§ Problem to solve
Whenever a line below mentions the word "ComplianceFlags", that line should be copied.

───── Provided material

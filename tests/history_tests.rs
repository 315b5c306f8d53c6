//! Version history integration tests
//!
//! Ordinal mapping, diffs, rollback and revision checks through the
//! workspace, backed by an in-memory store.

use pretty_assertions::assert_eq;

use policyforge::{
    ChangeKind, ComplianceFlags, DiffKind, DiffLine, DiffMode, DocumentType, MemoryCatalog,
    MemoryStore, PolicyError, SaveOutcome, VersionState, Workspace,
};

type TestWorkspace = Workspace<MemoryStore, MemoryCatalog, ComplianceFlags>;

const DOC: DocumentType = DocumentType::PrivacyPolicy;

fn workspace() -> TestWorkspace {
    let catalog = MemoryCatalog::new().with_template(DOC, "<p>{{COMPANY_NAME}}</p>");
    Workspace::new(MemoryStore::new(), catalog, ComplianceFlags::new()).with_author("editor")
}

/// Workspace whose document went through `bodies` in order
fn edited(bodies: &[&str]) -> TestWorkspace {
    let mut ws = workspace();
    for body in bodies {
        ws.save_edit(DOC, body, None).unwrap();
    }
    ws
}

// =============================================================================
// Ordinals and listing
// =============================================================================

mod ordinal_tests {
    use super::*;
    use pretty_assertions::assert_eq;

    #[test]
    fn test_current_and_oldest_ordinals() {
        let ws = edited(&["v1", "v2", "v3", "v4"]);
        let history_len = 3;

        assert_eq!(ws.get_version(DOC, history_len + 1).unwrap(), "v4");
        assert_eq!(ws.get_version(DOC, 1).unwrap(), "v1");
        assert_eq!(ws.get_version(DOC, 2).unwrap(), "v2");
    }

    #[test]
    fn test_listing_is_current_then_newest_first() {
        let ws = edited(&["v1", "v2", "v3"]);
        let versions = ws.list_versions(DOC).unwrap();

        let ordinals: Vec<usize> = versions.iter().map(|v| v.ordinal).collect();
        assert_eq!(ordinals, vec![3, 2, 1]);
        assert!(versions[0].is_current);
        assert!(versions[1..].iter().all(|v| !v.is_current));
        assert_eq!(versions[1].author_id.as_deref(), Some("editor"));
        assert_eq!(versions[1].change_kind, Some(ChangeKind::ManualEdit));
        assert_eq!(versions[0].size, 2);
    }

    #[test]
    fn test_no_document_lists_nothing() {
        let ws = workspace();
        assert!(ws.list_versions(DOC).unwrap().is_empty());
        assert_eq!(ws.versions(DOC).unwrap().state(), VersionState::NoHistory);
    }

    #[test]
    fn test_bad_ordinals() {
        let ws = edited(&["v1", "v2"]);
        assert!(matches!(
            ws.get_version(DOC, 0).unwrap_err(),
            PolicyError::Validation { .. }
        ));
        assert!(matches!(
            ws.get_version(DOC, 3).unwrap_err(),
            PolicyError::NotFound { .. }
        ));
    }

    #[test]
    fn test_identical_edit_adds_no_history() {
        let mut ws = edited(&["v1"]);
        assert_eq!(ws.save_edit(DOC, "v1", None).unwrap(), SaveOutcome::Unchanged);
        assert_eq!(ws.versions(DOC).unwrap().state(), VersionState::HasCurrentOnly);
    }
}

// =============================================================================
// Diffs
// =============================================================================

mod diff_tests {
    use super::*;
    use pretty_assertions::assert_eq;

    #[test]
    fn test_changed_middle_line_is_remove_then_add() {
        let ws = edited(&["<p>A</p><p>B</p><p>C</p>", "<p>A</p><p>X</p><p>C</p>"]);
        let diff = ws.diff(DOC, 1, 2).unwrap();
        assert_eq!(
            diff,
            vec![
                DiffLine::equal("A"),
                DiffLine::removed("B"),
                DiffLine::added("X"),
                DiffLine::equal("C"),
            ]
        );
        assert!(diff.iter().all(|l| matches!(
            l.kind,
            DiffKind::Equal | DiffKind::Added | DiffKind::Removed
        )));
    }

    #[test]
    fn test_positional_insert_cascades_but_lcs_aligns() {
        let ws = edited(&["<p>A</p><p>B</p><p>C</p>", "<p>Z</p><p>A</p><p>B</p><p>C</p>"]);

        let positional = ws.diff_summary(DOC, 1, 2).unwrap();
        assert_eq!(positional.unchanged, 0);
        assert_eq!(positional.added, 4);
        assert_eq!(positional.removed, 3);

        let lcs = ws.diff_with(DOC, 1, 2, DiffMode::Lcs).unwrap();
        assert_eq!(
            lcs,
            vec![
                DiffLine::added("Z"),
                DiffLine::equal("A"),
                DiffLine::equal("B"),
                DiffLine::equal("C"),
            ]
        );
    }

    #[test]
    fn test_diff_of_missing_version_fails() {
        let ws = edited(&["v1"]);
        assert!(matches!(
            ws.diff(DOC, 1, 5).unwrap_err(),
            PolicyError::NotFound { .. }
        ));
    }
}

// =============================================================================
// Rollback
// =============================================================================

mod rollback_tests {
    use super::*;
    use pretty_assertions::assert_eq;

    #[test]
    fn test_rollback_snapshots_current_and_restores_target() {
        let mut ws = edited(&["v1", "v2", "v3", "v4"]);
        assert_eq!(ws.versions(DOC).unwrap().history().len(), 3);
        let target = ws.get_version(DOC, 2).unwrap();

        assert_eq!(ws.rollback(DOC, 2, None).unwrap(), SaveOutcome::Saved);

        let versions = ws.versions(DOC).unwrap();
        assert_eq!(versions.history().len(), 4);
        let last = versions.history().last().unwrap();
        assert_eq!(last.change_kind, ChangeKind::PreRestoreSnapshot);
        assert_eq!(last.content, "v4");
        assert_eq!(ws.document(DOC).unwrap().body, target);
    }

    #[test]
    fn test_rollback_to_missing_ordinal_fails_without_writing() {
        let mut ws = edited(&["v1", "v2"]);
        let err = ws.rollback(DOC, 9, None).unwrap_err();
        assert!(matches!(err, PolicyError::NotFound { .. }));
        assert_eq!(ws.versions(DOC).unwrap().history().len(), 1);
    }

    #[test]
    fn test_regeneration_snapshots_manual_edit() {
        let mut ws = workspace();
        ws.save_answers(&serde_json::Map::new()).unwrap();
        ws.generate(DOC).unwrap();
        ws.save_edit(DOC, "<p>Custom</p>", None).unwrap();
        assert!(ws.document(DOC).unwrap().manually_edited);

        ws.generate(DOC).unwrap();
        let doc = ws.document(DOC).unwrap();
        assert!(!doc.manually_edited);

        let versions = ws.versions(DOC).unwrap();
        let last = versions.history().last().unwrap();
        assert_eq!(last.content, "<p>Custom</p>");
        assert_eq!(last.change_kind, ChangeKind::Regeneration);
    }
}

// =============================================================================
// Revision checks
// =============================================================================

mod revision_tests {
    use super::*;
    use pretty_assertions::assert_eq;

    #[test]
    fn test_stale_revision_is_conflict() {
        let mut ws = edited(&["v1", "v2"]);
        assert_eq!(ws.document(DOC).unwrap().revision, 2);

        let err = ws.save_edit(DOC, "v3", Some(1)).unwrap_err();
        match err {
            PolicyError::Conflict { expected, actual, document_type } => {
                assert_eq!((expected, actual, document_type), (1, 2, DOC));
            }
            other => panic!("expected conflict, got {}", other),
        }
        assert_eq!(ws.document(DOC).unwrap().body, "v2");
    }

    #[test]
    fn test_matching_revision_writes() {
        let mut ws = edited(&["v1", "v2"]);
        ws.save_edit(DOC, "v3", Some(2)).unwrap();
        assert_eq!(ws.document(DOC).unwrap().revision, 3);
        assert!(ws.rollback(DOC, 1, Some(2)).is_err());
        ws.rollback(DOC, 1, Some(3)).unwrap();
        assert_eq!(ws.document(DOC).unwrap().body, "v1");
    }
}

──────────

§ Answer to the exercise
    ChangeKind, ComplianceFlags, DiffKind, DiffLine, DiffMode, DocumentType, MemoryCatalog,
type TestWorkspace = Workspace<MemoryStore, MemoryCatalog, ComplianceFlags>;
    Workspace::new(MemoryStore::new(), catalog, ComplianceFlags::new()).with_author("editor")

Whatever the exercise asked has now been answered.